Come si intercettano questi nuovi bisogni?
Con una nuova disposizione all’ascolto delle persone. Il sindacalista deve per prima cosa rappresentare il lavoratore: il pericolo, se pensa di non essere ascoltato e capito, è che si rifugi nell’individualismo, che non ragioni più in termini collettivi. È un dato di fatto che il diritto del lavoro sta scivolando verso una dimensione civilista, perché molti si sfilano dalla rappresentanza collettiva e si rifugiano sul piano vertenziale individualista, verso la magistratura.
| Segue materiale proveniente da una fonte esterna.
use crate::config::ConfigError;
use serde::{Deserialize, Serialize};
use std::hash::{Hash, Hasher};

/// A selectable language. Two languages are equal when their codes match.
#[derive(Clone, Debug, Serialize, Deserialize)]
pub struct Language {
    pub value: String,
    pub label: String,
}

impl Language {
    pub fn new<V: Into<String>, L: Into<String>>(value: V, label: L) -> Self {
        Self {
            value: value.into(),
            label: label.into(),
        }
    }

    /// Looks `code` up in the supported set.
    pub fn from_code(code: &str) -> Result<Self, ConfigError> {
        supported_languages()
            .into_iter()
            .find(|l| l.value == code)
            .ok_or_else(|| ConfigError::UnknownLanguage(code.to_owned()))
    }

    pub fn code(&self) -> &str {
        &self.value
    }
}

impl PartialEq for Language {
    fn eq(&self, other: &Self) -> bool {
        self.value == other.value
    }
}

impl Eq for Language {}

impl Hash for Language {
    fn hash<H: Hasher>(&self, state: &mut H) {
        self.value.hash(state);
    }
}

const LANGUAGES: [(&str, &str); 2] = [("es", "Español"), ("en", "English")];

pub fn supported_languages() -> Vec<Language> {
    LANGUAGES
        .iter()
        .map(|(value, label)| Language::new(*value, *label))
        .collect()
}

/// One recorded translation.
#[derive(Clone, Debug, Serialize, Deserialize, PartialEq, Eq)]
#[serde(rename_all = "camelCase")]
pub struct TranslationEntry {
    pub id: String,
    pub original_text: String,
    pub translated_text: String,
    pub source_lang: Language,
    pub target_lang: Language,
    /// Epoch millis.
    pub timestamp: u64,
}

impl TranslationEntry {
    pub fn matches(&self, text: &str, source_code: &str, target_code: &str) -> bool {
        self.original_text == text
            && self.source_lang.value == source_code
            && self.target_lang.value == target_code
    }
}

#[derive(Clone, Copy, Debug, Default, Serialize, Deserialize, PartialEq, Eq)]
#[serde(rename_all = "lowercase")]
pub enum Theme {
    #[default]
    Light,
    Dark,
}

impl Theme {
    pub fn toggled(self) -> Self {
        match self {
            Theme::Light => Theme::Dark,
            Theme::Dark => Theme::Light,
        }
    }
}
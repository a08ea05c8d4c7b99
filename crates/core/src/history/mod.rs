use crate::model::TranslationEntry;
use crate::store::{self, KeyValueStore, StoreError, HISTORY_KEY};
use std::sync::Arc;

pub const HISTORY_CAP: usize = 10;

const LOG_TARGET: &str = "history";

/// Newest-first list of past translations, capped at [`HISTORY_CAP`].
///
/// Every mutation writes the whole list back to the store.
pub struct History {
    entries: Vec<TranslationEntry>,
    store: Arc<dyn KeyValueStore>,
}

impl History {
    pub fn load(store: Arc<dyn KeyValueStore>) -> Self {
        let mut entries: Vec<TranslationEntry> = store::get_or(store.as_ref(), HISTORY_KEY, Vec::new());
        if entries.len() > HISTORY_CAP {
            tracing::warn!(
                target: LOG_TARGET,
                stored = entries.len(),
                cap = HISTORY_CAP,
                "stored history exceeds cap, truncating"
            );
            entries.truncate(HISTORY_CAP);
        }
        tracing::debug!(target: LOG_TARGET, len = entries.len(), "history loaded");
        Self { entries, store }
    }

    pub fn entries(&self) -> &[TranslationEntry] {
        &self.entries
    }

    pub fn len(&self) -> usize {
        self.entries.len()
    }

    pub fn is_empty(&self) -> bool {
        self.entries.is_empty()
    }

    pub fn get(&self, id: &str) -> Option<&TranslationEntry> {
        self.entries.iter().find(|e| e.id == id)
    }

    pub fn contains(&self, text: &str, source_code: &str, target_code: &str) -> bool {
        self.entries
            .iter()
            .any(|e| e.matches(text, source_code, target_code))
    }

    pub fn insert(&mut self, entry: TranslationEntry) -> Result<(), StoreError> {
        tracing::debug!(target: LOG_TARGET, id = %entry.id, "recording translation");
        self.entries.insert(0, entry);
        self.entries.truncate(HISTORY_CAP);
        self.persist()
    }

    /// Returns whether an entry was removed.
    pub fn remove(&mut self, id: &str) -> Result<bool, StoreError> {
        let before = self.entries.len();
        self.entries.retain(|e| e.id != id);
        if self.entries.len() == before {
            return Ok(false);
        }
        self.persist()?;
        Ok(true)
    }

    fn persist(&self) -> Result<(), StoreError> {
        store::set_json(self.store.as_ref(), HISTORY_KEY, &self.entries)
    }
}

#[cfg(test)]
mod tests {
    use super::*;
    use crate::model::Language;
    use crate::store::MemoryStore;

    fn entry(id: &str, text: &str) -> TranslationEntry {
        TranslationEntry {
            id: id.into(),
            original_text: text.into(),
            translated_text: format!("{text}-en"),
            source_lang: Language::new("es", "Español"),
            target_lang: Language::new("en", "English"),
            timestamp: 0,
        }
    }

    fn stored(store: &MemoryStore) -> Vec<TranslationEntry> {
        store::get_or(store, HISTORY_KEY, Vec::new())
    }

    #[test]
    fn insert_prepends_and_persists() {
        let store = Arc::new(MemoryStore::new());
        let mut history = History::load(store.clone());
        assert!(history.is_empty());

        history.insert(entry("1", "uno")).expect("persist");
        history.insert(entry("2", "dos")).expect("persist");

        let ids: Vec<_> = history.entries().iter().map(|e| e.id.as_str()).collect();
        assert_eq!(ids, ["2", "1"]);
        assert_eq!(stored(&store), history.entries());
    }

    #[test]
    fn eleventh_insert_evicts_oldest() {
        let store = Arc::new(MemoryStore::new());
        let mut history = History::load(store.clone());
        for i in 0..=HISTORY_CAP {
            history.insert(entry(&i.to_string(), &format!("t{i}"))).expect("persist");
        }
        assert_eq!(history.len(), HISTORY_CAP);
        assert_eq!(history.entries()[0].id, "10");
        assert!(history.get("0").is_none());
        assert_eq!(stored(&store).len(), HISTORY_CAP);
    }

    #[test]
    fn remove_keeps_order_of_the_rest() {
        let store = Arc::new(MemoryStore::new());
        let mut history = History::load(store.clone());
        for id in ["a", "b", "c"] {
            history.insert(entry(id, id)).expect("persist");
        }
        assert!(history.remove("b").expect("persist"));
        let ids: Vec<_> = history.entries().iter().map(|e| e.id.as_str()).collect();
        assert_eq!(ids, ["c", "a"]);
        assert_eq!(stored(&store).len(), 2);

        assert!(!history.remove("missing").expect("no-op"));
        assert_eq!(history.len(), 2);
    }

    #[test]
    fn contains_checks_text_and_language_pair() {
        let store = Arc::new(MemoryStore::new());
        let mut history = History::load(store);
        history.insert(entry("1", "hola")).expect("persist");
        assert!(history.contains("hola", "es", "en"));
        assert!(!history.contains("hola", "en", "es"));
        assert!(!history.contains("adios", "es", "en"));
    }

    #[test]
    fn load_truncates_oversized_history() {
        let store = Arc::new(MemoryStore::new());
        let seeded: Vec<_> = (0..15).map(|i| entry(&i.to_string(), "x")).collect();
        store::set_json(&*store, HISTORY_KEY, &seeded).expect("seed");

        let history = History::load(store);
        assert_eq!(history.len(), HISTORY_CAP);
        assert_eq!(history.entries()[0].id, "0");
    }

    #[test]
    fn load_ignores_malformed_history() {
        let store = Arc::new(MemoryStore::new());
        store.set_raw(HISTORY_KEY, "{\"oops\":1}".into()).expect("seed");
        let history = History::load(store);
        assert!(history.is_empty());
    }
}
mod mymemory;

use futures::future::BoxFuture;

pub use mymemory::{build_request_url, parse_response, MyMemoryTranslator};

/// Shown in place of a translation whenever a call fails, whatever the cause.
pub const TRANSLATION_ERROR_MESSAGE: &str = "Error de traducción. Por favor, intente nuevamente.";

#[derive(thiserror::Error, Debug)]
pub enum TranslateError {
    #[error("provider rejected translation: {0}")]
    Provider(String),
    #[error("network error: {0}")]
    Network(#[from] reqwest::Error),
    #[error("invalid response: {0}")]
    InvalidResponse(String),
}

pub trait Translator: Send + Sync {
    /// Issues exactly one request for `text` from `source` to `target` (language codes).
    fn translate(
        &self,
        text: String,
        source: String,
        target: String,
    ) -> BoxFuture<'_, Result<String, TranslateError>>;
}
È a rischio la rappresentanza collettiva?
Rischia di cedere. Noi tradizionalmente operiamo in una dimensione collettiva, ma prima i bisogni erano omogenei. L’emersione di questa soggettività plurale, perché ognuno ha un suo progetto di vita, deve essere rispettata. Servono codici plurali che ci mettano in comunicazione con persone diverse tra loro. Il delegato non può non rappresentare la realtà plurale con la quale si confronta. E la formazione deve potenziare i sindacalisti, aiutandoli e insegnando loro come sia possibile tenere assieme le persone, anche quando vogliono cose molto diverse tra loro.
Quanto è diffusa la consapevolezza che il mestiere del sindacalista è cambiato e servono strumentazioni diverse dal passato?
Si sta diffondendo perché cresce la frustrazione di non riuscire a fare il proprio mestiere e a rappresentare i lavoratori. Le persone continuano a iscriversi al sindacato, ma serve una fatica molto maggiore di prima.
Lei pensa che questa diffusione sia sufficiente o il sindacato è destinato ad arrancare?
Arranca quando la duttilità a cogliere il cambiamento è scarsa. La politica non si cura delle persone, il sindacato sì, ma deve cambiare lo sguardo. Altrimenti è tutto inutile. C’è resistenza a cambiare pelle, ma la necessità di riuscirvi è sempre più evidente.
C‘è il rischio di una frattura generazionale, che si guardi troppo ai giovani e si perdano i vecchi?
Ma noi dobbiamo tenere tutti assieme. Non possiamo fare altrimenti.